Equivariant Double-Slice Genus, Stabilization, and Equivariant Stabilization
Malcolm Gabbard
TL;DR
The paper defines the equivariant double-slice genus $\tilde{g}_{ds}(K,\tau)$ and the equivariant super-slice genus $\tilde{g}_{ss}(K,\tau)$ for strongly invertible knots, establishing lower bounds that separate these invariants from their non-equivariant and equivariant counterparts. It proves a key bound $\min\{g_{ds}(K_0), g_{ds}(K_1)\} \leq \tilde{g}_{ds}(K,\tau)$ and constructs families like $K_n$ that are double-slice and equivariantly slice yet have $\tilde{g}_{ds}(K_n,\tau) \ge n$, also producing symmetric unknotted 2-spheres that do not bound invariant symmetric 3-balls. The work connects these genera to stabilization, providing lower bounds for internal stabilization distance $d_1$ and introducing a symmetric stabilization distance $\tilde{d}_1^\tau$, with results extending to the equivariant setting. Additionally, the authors develop equivariant superslicing theory, and construct symmetrically knotted 2-spheres, illustrating new phenomena in equivariant knot and 2-knot theory that go beyond the classical (non-equivariant) framework.

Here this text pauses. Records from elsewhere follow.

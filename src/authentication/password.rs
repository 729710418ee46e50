use anyhow::Context;
use argon2::password_hash::SaltString;
use argon2::{Algorithm, Argon2, Params, PasswordHash, PasswordHasher, PasswordVerifier, Version};
use secrecy::{ExposeSecret, Secret};

use crate::domain::user::User;
use crate::record_store::RecordStore;
use crate::telemetry::spawn_blocking_with_tracing;
use crate::users::find_user_by_email;

// Verified when the email is unknown, so that both failure paths take the same time
const DUMMY_PASSWORD_HASH: &str = "$argon2id$v=19$m=15000,t=2,p=1$\
    gZiV/M1gPc22ElAH/Jh1Hw$\
    CWOrkoo7oJBQ/iyh7uJ0LO2aLEfrHwTWllSAxT0zRno";

#[derive(thiserror::Error, Debug)]
pub enum AuthError {
    #[error("Invalid credentials.")]
    InvalidCredentials(#[source] anyhow::Error),
    #[error(transparent)]
    UnexpectedError(#[from] anyhow::Error),
}

#[derive(Debug)]
pub struct Credentials {
    pub email: String,
    pub password: Secret<String>,
}

#[tracing::instrument(name = "Validate credentials", skip(store, credentials))]
pub async fn validate_credentials<S: RecordStore>(
    store: &S,
    credentials: Credentials,
) -> Result<User, AuthError> {
    let user = find_user_by_email(store, &credentials.email)
        .await
        .context("Failed to retrieve the user from the content backend.")?;
    let expected_password_hash = user
        .as_ref()
        .map(|user| user.password_hash.clone())
        .unwrap_or_else(|| Secret::new(DUMMY_PASSWORD_HASH.to_string()));

    spawn_blocking_with_tracing(move || {
        verify_password_hash(expected_password_hash, credentials.password)
    })
    .await
    .context("Failed to spawn blocking task.")??;

    user.ok_or_else(|| anyhow::anyhow!("Unknown email."))
        .map_err(AuthError::InvalidCredentials)
}

#[tracing::instrument(name = "Verify password hash", skip(expected_password_hash, password_candidate))]
fn verify_password_hash(
    expected_password_hash: Secret<String>,
    password_candidate: Secret<String>,
) -> Result<(), AuthError> {
    let expected_password_hash = PasswordHash::new(expected_password_hash.expose_secret())
        .context("Failed to parse hash in PHC string format.")?;

    Argon2::default()
        .verify_password(
            password_candidate.expose_secret().as_bytes(),
            &expected_password_hash,
        )
        .context("Invalid password.")
        .map_err(AuthError::InvalidCredentials)
}

/// Hashes a password with Argon2id. CPU bound: run it with `spawn_blocking_with_tracing`.
pub fn compute_password_hash(password: Secret<String>) -> Result<Secret<String>, anyhow::Error> {
    let salt = SaltString::generate(&mut rand::thread_rng());
    let params = Params::new(15000, 2, 1, None).context("Invalid Argon2 parameters.")?;
    let password_hash = Argon2::new(Algorithm::Argon2id, Version::V0x13, params)
        .hash_password(password.expose_secret().as_bytes(), &salt)
        .context("Failed to hash password.")?
        .to_string();

    Ok(Secret::new(password_hash))
}
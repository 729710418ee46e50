use chrono::{SecondsFormat, Utc};
use serde_json::json;

use crate::domain::new_subscriber::NewSubscriber;
use crate::domain::subscriber::{Subscriber, SUBSCRIBER_OBJECT_TYPE};
use crate::domain::subscriber_email::SubscriberEmail;
use crate::keyed_lock::KeyedLocks;
use crate::record_store::{NewObject, RecordStore, StoreError};

pub const GENERIC_FAILURE_MESSAGE: &str = "An error occurred. Please try again later.";

#[derive(Debug, Clone, Copy, PartialEq, Eq)]
pub enum SubscribeOutcome {
    Subscribed,
    Resubscribed,
    AlreadySubscribed,
    Failed,
}

#[derive(Debug, Clone, Copy, PartialEq, Eq)]
pub enum UnsubscribeOutcome {
    Unsubscribed,
    NotFound,
    Failed,
}

impl SubscribeOutcome {
    pub fn is_success(&self) -> bool {
        matches!(
            self,
            SubscribeOutcome::Subscribed | SubscribeOutcome::Resubscribed
        )
    }

    pub fn is_duplicate(&self) -> bool {
        matches!(self, SubscribeOutcome::AlreadySubscribed)
    }

    pub fn is_failure(&self) -> bool {
        matches!(self, SubscribeOutcome::Failed)
    }

    pub fn message(&self) -> &'static str {
        match self {
            SubscribeOutcome::Subscribed => "Successfully subscribed to the newsletter!",
            SubscribeOutcome::Resubscribed => "Welcome back! You have been resubscribed.",
            SubscribeOutcome::AlreadySubscribed => {
                "This email is already subscribed to our newsletter."
            }
            SubscribeOutcome::Failed => GENERIC_FAILURE_MESSAGE,
        }
    }
}

impl UnsubscribeOutcome {
    pub fn is_success(&self) -> bool {
        matches!(self, UnsubscribeOutcome::Unsubscribed)
    }

    pub fn is_failure(&self) -> bool {
        matches!(self, UnsubscribeOutcome::Failed)
    }

    pub fn message(&self) -> &'static str {
        match self {
            UnsubscribeOutcome::Unsubscribed => {
                "You have been successfully unsubscribed from our newsletter."
            }
            UnsubscribeOutcome::NotFound => "Email address not found in our subscriber list.",
            UnsubscribeOutcome::Failed => GENERIC_FAILURE_MESSAGE,
        }
    }
}

/// Decides the next state of a newsletter subscription and persists it.
///
/// Holds no subscriber state between calls. Every call performs exactly one lookup and at
/// most one write, serialized per email address so that at most one record exists per address.
pub struct SubscriptionManager<S> {
    store: S,
    locks: KeyedLocks,
}

impl<S: RecordStore> SubscriptionManager<S> {
    pub fn new(store: S) -> Self {
        Self {
            store,
            locks: KeyedLocks::new(),
        }
    }

    #[tracing::instrument(
        name = "Subscribe to the newsletter",
        skip(self, new_subscriber),
        fields(
            subscriber_email = %new_subscriber.email,
            source = ?new_subscriber.source
        )
    )]
    pub async fn subscribe(&self, new_subscriber: &NewSubscriber) -> SubscribeOutcome {
        let _guard = self.locks.lock(new_subscriber.email.as_ref()).await;

        match self.try_subscribe(new_subscriber).await {
            Ok(outcome) => outcome,
            Err(err) => {
                tracing::error!(
                    "Failed to subscribe {}: {:?}",
                    new_subscriber.email.as_ref(),
                    err
                );
                SubscribeOutcome::Failed
            }
        }
    }

    #[tracing::instrument(
        name = "Unsubscribe from the newsletter",
        skip(self, email),
        fields(subscriber_email = %email)
    )]
    pub async fn unsubscribe(&self, email: &SubscriberEmail) -> UnsubscribeOutcome {
        let _guard = self.locks.lock(email.as_ref()).await;

        match self.try_unsubscribe(email).await {
            Ok(outcome) => outcome,
            Err(err) => {
                tracing::error!("Failed to unsubscribe {}: {:?}", email.as_ref(), err);
                UnsubscribeOutcome::Failed
            }
        }
    }

    async fn try_subscribe(
        &self,
        new_subscriber: &NewSubscriber,
    ) -> Result<SubscribeOutcome, StoreError> {
        let now = Utc::now().to_rfc3339_opts(SecondsFormat::Millis, true);

        match self.find_subscriber(&new_subscriber.email).await? {
            None => {
                let mut metadata = json!({
                    "email": new_subscriber.email.as_ref(),
                    "status": "subscribed",
                    "subscribed_at": now,
                });

                if let Some(source) = &new_subscriber.source {
                    metadata["source"] = json!(source);
                }

                self.store
                    .insert_one(NewObject::new(
                        SUBSCRIBER_OBJECT_TYPE,
                        new_subscriber.email.as_ref(),
                        metadata,
                    ))
                    .await?;

                Ok(SubscribeOutcome::Subscribed)
            }
            Some(subscriber) if subscriber.status.is_subscribed() => {
                Ok(SubscribeOutcome::AlreadySubscribed)
            }
            // The source of the first signup is kept
            Some(subscriber) => {
                self.store
                    .update_one(
                        &subscriber.id,
                        json!({ "status": "subscribed", "subscribed_at": now }),
                    )
                    .await?;

                Ok(SubscribeOutcome::Resubscribed)
            }
        }
    }

    async fn try_unsubscribe(
        &self,
        email: &SubscriberEmail,
    ) -> Result<UnsubscribeOutcome, StoreError> {
        let subscriber = match self.find_subscriber(email).await? {
            Some(subscriber) => subscriber,
            None => return Ok(UnsubscribeOutcome::NotFound),
        };

        self.store
            .update_one(&subscriber.id, json!({ "status": "unsubscribed" }))
            .await?;

        Ok(UnsubscribeOutcome::Unsubscribed)
    }

    #[tracing::instrument(name = "Find a newsletter subscriber", skip(self, email))]
    async fn find_subscriber(
        &self,
        email: &SubscriberEmail,
    ) -> Result<Option<Subscriber>, StoreError> {
        let records = self
            .store
            .find(
                SUBSCRIBER_OBJECT_TYPE,
                json!({ "metadata.email": email.as_ref() }),
            )
            .await?;

        records.first().map(Subscriber::try_from).transpose()
    }
}
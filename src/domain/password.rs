use secrecy::{ExposeSecret, Secret};

const MIN_CHAR_LENGTH: usize = 8;

/// A password chosen at signup, kept out of logs.
#[derive(Debug)]
pub struct Password(Secret<String>);

impl Password {
    pub fn parse(password: Secret<String>) -> Result<Password, String> {
        if password.expose_secret().chars().count() < MIN_CHAR_LENGTH {
            return Err(format!(
                "Password must be at least {} characters",
                MIN_CHAR_LENGTH
            ));
        }

        Ok(Self(password))
    }

    pub fn as_secret(&self) -> &Secret<String> {
        &self.0
    }
}
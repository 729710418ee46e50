use unicode_segmentation::UnicodeSegmentation;

const MIN_CHAR_LENGTH: usize = 2;
const MAX_CHAR_LENGTH: usize = 256;

#[derive(Debug, Clone, serde::Serialize)]
pub struct UserName(String);

impl UserName {
    pub fn parse(name: String) -> Result<UserName, String> {
        let length = name.graphemes(true).count();

        if length < MIN_CHAR_LENGTH {
            return Err(format!(
                "Name must be at least {} characters",
                MIN_CHAR_LENGTH
            ));
        }

        if length > MAX_CHAR_LENGTH {
            return Err(format!(
                "Name must be at most {} characters",
                MAX_CHAR_LENGTH
            ));
        }

        Ok(Self(name))
    }
}

impl AsRef<str> for UserName {
    fn as_ref(&self) -> &str {
        &self.0
    }
}
use config::{Config, ConfigError, File};
use secrecy::Secret;
use serde_aux::field_attributes::deserialize_number_from_string;
use std::time;

#[derive(Debug)]
pub enum Environment {
    Development,
    Production,
}

#[derive(serde::Deserialize, Clone)]
pub struct Settings {
    pub application: ApplicationSettings,
    pub cosmic: CosmicSettings,
    pub newsletter: NewsletterSettings,
    pub auth: AuthSettings,
}

#[derive(serde::Deserialize, Clone)]
pub struct ApplicationSettings {
    #[serde(deserialize_with = "deserialize_number_from_string")]
    pub port: u16,
    pub host: String,
}

#[derive(serde::Deserialize, Clone)]
pub struct CosmicSettings {
    pub base_url: String,
    pub bucket_slug: String,
    // secrecy protects secret information and prevents them to be exposed (eg: via logs)
    pub read_key: Secret<String>,
    pub write_key: Secret<String>,
    #[serde(deserialize_with = "deserialize_number_from_string")]
    pub timeout_milliseconds: u64,
}

#[derive(serde::Deserialize, Clone)]
pub struct NewsletterSettings {
    // Optional endpoint notified about every successful subscription
    #[serde(default)]
    pub webhook_url: Option<String>,
    #[serde(deserialize_with = "deserialize_number_from_string")]
    pub timeout_milliseconds: u64,
}

#[derive(serde::Deserialize, Clone)]
pub struct AuthSettings {
    pub session_secret: Secret<String>,
    #[serde(deserialize_with = "deserialize_number_from_string")]
    pub session_ttl_hours: i64,
}

impl Settings {
    pub fn get_address(&self) -> String {
        format!(
            "{}:{}",
            self.application.get_host(),
            self.application.get_port()
        )
    }

    pub fn set_app_port(&mut self, port: u16) {
        self.application.port = port;
    }

    pub fn set_cosmic_base_url(&mut self, new_base_url: String) {
        self.cosmic.set_base_url(new_base_url)
    }

    pub fn set_newsletter_webhook_url(&mut self, webhook_url: Option<String>) {
        self.newsletter.webhook_url = webhook_url
    }
}

impl ApplicationSettings {
    pub fn get_port(&self) -> u16 {
        self.port
    }

    pub fn get_host(&self) -> String {
        self.host.clone()
    }
}

impl CosmicSettings {
    pub fn get_base_url(&self) -> String {
        self.base_url.clone()
    }

    pub fn get_timeout(&self) -> time::Duration {
        time::Duration::from_millis(self.timeout_milliseconds)
    }

    pub fn set_base_url(&mut self, new_base_url: String) {
        self.base_url = new_base_url
    }
}

impl NewsletterSettings {
    pub fn get_timeout(&self) -> time::Duration {
        time::Duration::from_millis(self.timeout_milliseconds)
    }
}

impl AuthSettings {
    pub fn get_session_ttl(&self) -> chrono::Duration {
        chrono::Duration::hours(self.session_ttl_hours)
    }
}

impl Environment {
    pub fn as_str(&self) -> &'static str {
        match self {
            Environment::Development => "development",
            Environment::Production => "production",
        }
    }
}

impl TryFrom<String> for Environment {
    type Error = String;

    fn try_from(value: String) -> Result<Self, Self::Error> {
        match value.to_lowercase().as_str() {
            "development" => Ok(Self::Development),
            "production" => Ok(Self::Production),
            unknown_env => Err(format!(
                "{} is not supported environment. Use either 'development' or 'production'.",
                unknown_env
            )),
        }
    }
}

pub fn get_configuration() -> Result<Settings, ConfigError> {
    let root_path = std::env::current_dir().map_err(|err| {
        ConfigError::Message(format!("Failed to determine the current directory: {}", err))
    })?;
    let config_directory = root_path.join("config");
    // Uses development environment by default
    let environment: Environment = std::env::var("APP_ENVIRONMENT")
        .unwrap_or_else(|_| "development".into())
        .try_into()
        .map_err(ConfigError::Message)?;
    let config_base_filepath = config_directory.join("base");
    let config_env_filepath = config_directory.join(environment.as_str());

    // It merges the base configuration file with the one from the specific environment (development or production)
    let settings = Config::builder()
        .add_source(File::from(config_base_filepath).required(true))
        .add_source(File::from(config_env_filepath).required(true))
        // Merge settings from environment variables with a prefix of APP and "__" separator
        // E.g APP_COSMIC__WRITE_KEY would set Settings.cosmic.write_key
        .add_source(config::Environment::with_prefix("app").separator("__"))
        .build()?;

    tracing::info!("Application environment = {:?}", environment);

    // Try to convert the value from the configuration file into a Settings type
    settings.try_deserialize()
}
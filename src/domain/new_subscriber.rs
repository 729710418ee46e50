use serde::Deserialize;

use crate::domain::subscriber_email::SubscriberEmail;

pub struct NewSubscriber {
    pub email: SubscriberEmail,
    pub source: Option<String>,
}

#[derive(Deserialize)]
pub struct SubscribeBody {
    // A missing email is reported like an invalid one
    #[serde(default)]
    pub email: String,
    #[serde(default)]
    pub source: Option<String>,
}

#[derive(Deserialize)]
pub struct UnsubscribeBody {
    #[serde(default)]
    pub email: String,
}

impl TryFrom<SubscribeBody> for NewSubscriber {
    type Error = String;

    fn try_from(body: SubscribeBody) -> Result<Self, Self::Error> {
        let email = SubscriberEmail::parse(body.email)?;

        Ok(NewSubscriber {
            email,
            source: body.source,
        })
    }
}

impl TryFrom<UnsubscribeBody> for SubscriberEmail {
    type Error = String;

    fn try_from(body: UnsubscribeBody) -> Result<Self, Self::Error> {
        SubscriberEmail::parse(body.email)
    }
}
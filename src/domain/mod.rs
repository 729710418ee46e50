pub mod analytics_event;
pub mod bookmarks;
pub mod chat_message;
pub mod contact_submission;
pub mod content;
pub mod email_address;
pub mod new_subscriber;
pub mod password;
pub mod subscriber;
pub mod subscriber_email;
pub mod subscriber_status;
pub mod user;
pub mod user_name;
mod analytics;
mod chat;
mod health_check;
mod newsletter;
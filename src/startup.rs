use actix_web::dev::Server;
use actix_web::{web, App, HttpServer};
use anyhow::Context;
use std::net::TcpListener;
use tracing_actix_web::TracingLogger;

use crate::authentication::SessionKeys;
use crate::config::Settings;
use crate::cosmic_client::CosmicClient;
use crate::keyed_lock::KeyedLocks;
use crate::routes::{
    handle_add_bookmark, handle_analytics_stats, handle_chat_message, handle_contact,
    handle_get_bookmarks, handle_get_profile, handle_list_content, handle_login,
    handle_remove_bookmark, handle_signup, handle_subscribe, handle_track_event,
    handle_unsubscribe, handle_update_profile, health_check, newsletter_json_config,
};
use crate::subscription_manager::SubscriptionManager;
use crate::webhook_client::WebhookClient;

pub struct Application {
    pub port: u16,
    pub server: Server,
}

impl Application {
    pub async fn build(config: Settings) -> Result<Self, anyhow::Error> {
        let cosmic_client = CosmicClient::from_settings(&config.cosmic)
            .context("Failed to build the content backend client.")?;
        let webhook_client = WebhookClient::from_settings(&config.newsletter)
            .context("Failed to build the newsletter webhook client.")?;
        let session_keys = SessionKeys::from_settings(&config.auth);

        let listener = TcpListener::bind(config.get_address())
            .with_context(|| format!("Failed to bind {}.", config.get_address()))?;
        let port = listener.local_addr()?.port();
        let server = run(listener, cosmic_client, webhook_client, session_keys)?;

        tracing::info!("Server listening on port {}", port);

        Ok(Self { port, server })
    }

    pub fn get_port(&self) -> u16 {
        self.port
    }

    pub async fn run_until_stop(self) -> Result<(), std::io::Error> {
        self.server.await
    }
}

pub fn run(
    listener: TcpListener,
    cosmic_client: CosmicClient,
    webhook_client: WebhookClient,
    session_keys: SessionKeys,
) -> Result<Server, std::io::Error> {
    let subscription_manager = web::Data::new(SubscriptionManager::new(cosmic_client.clone()));
    let cosmic_client = web::Data::new(cosmic_client);
    let webhook_client = web::Data::new(webhook_client);
    let session_keys = web::Data::new(session_keys);
    let locks = web::Data::new(KeyedLocks::new());

    let server = HttpServer::new(move || {
        App::new()
            // Gives every request a span carrying a request id
            .wrap(TracingLogger::default())
            .route("/health_check", web::get().to(health_check))
            .service(
                web::scope("/api")
                    .service(
                        web::scope("/newsletter")
                            .app_data(newsletter_json_config())
                            .route("/subscribe", web::post().to(handle_subscribe))
                            .route("/unsubscribe", web::post().to(handle_unsubscribe)),
                    )
                    .route("/contact", web::post().to(handle_contact))
                    .route("/chat", web::post().to(handle_chat_message))
                    .route("/analytics/track", web::post().to(handle_track_event))
                    .route("/analytics/stats", web::get().to(handle_analytics_stats))
                    .route("/auth/signup", web::post().to(handle_signup))
                    .route("/auth/login", web::post().to(handle_login))
                    .route("/user/profile", web::get().to(handle_get_profile))
                    .route("/user/profile", web::patch().to(handle_update_profile))
                    .route("/user/bookmarks", web::get().to(handle_get_bookmarks))
                    .route("/user/bookmarks", web::post().to(handle_add_bookmark))
                    .route("/user/bookmarks", web::delete().to(handle_remove_bookmark))
                    .route("/content/{kind}", web::get().to(handle_list_content)),
            )
            .app_data(subscription_manager.clone())
            .app_data(cosmic_client.clone())
            .app_data(webhook_client.clone())
            .app_data(session_keys.clone())
            .app_data(locks.clone())
    })
    .listen(listener)?
    .run();

    Ok(server)
}
#[derive(Debug, Clone, Copy, PartialEq, Eq, serde::Serialize)]
pub enum SubscriberStatus {
    Subscribed,
    Unsubscribed,
}

impl SubscriberStatus {
    pub fn is_subscribed(&self) -> bool {
        matches!(self, SubscriberStatus::Subscribed)
    }

    pub fn parse(status: &str) -> Result<SubscriberStatus, String> {
        match status {
            "subscribed" => Ok(SubscriberStatus::Subscribed),
            "unsubscribed" => Ok(SubscriberStatus::Unsubscribed),
            _ => Err(format!("{} is not a valid subscriber status", status)),
        }
    }
}

impl AsRef<str> for SubscriberStatus {
    fn as_ref(&self) -> &str {
        match self {
            SubscriberStatus::Subscribed => "subscribed",
            SubscriberStatus::Unsubscribed => "unsubscribed",
        }
    }
}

Overall, the paper provides a cohesive framework for obstructing symmetric isotopy and stabilization of surfaces via equivariant genera, with concrete constructions and implications for symmetric 2-knots and 2-spheres.
Abstract
In this paper we define the equivariant double-slice genus and equivariant super-slice genus of a strongly invertible knot. We prove lower bounds for both the equivariant double-slice genus and the equivariant super-slice genus. Using these bounds we find a family of knots which are double-slice and equivariantly slice, but have equivariant double-slice genus at least $n$. Using this result, we construct unknotted symmetric 2-spheres which do not bound symmetric 3-balls. Additionally, using double-slice and super-slice genera we find effective lower bounds for 1-handle stabilization distance and identify a possible method for using equivariant double-slice and super-slice genera to bound symmetric 1-handle stabilization distance for symmetric surfaces.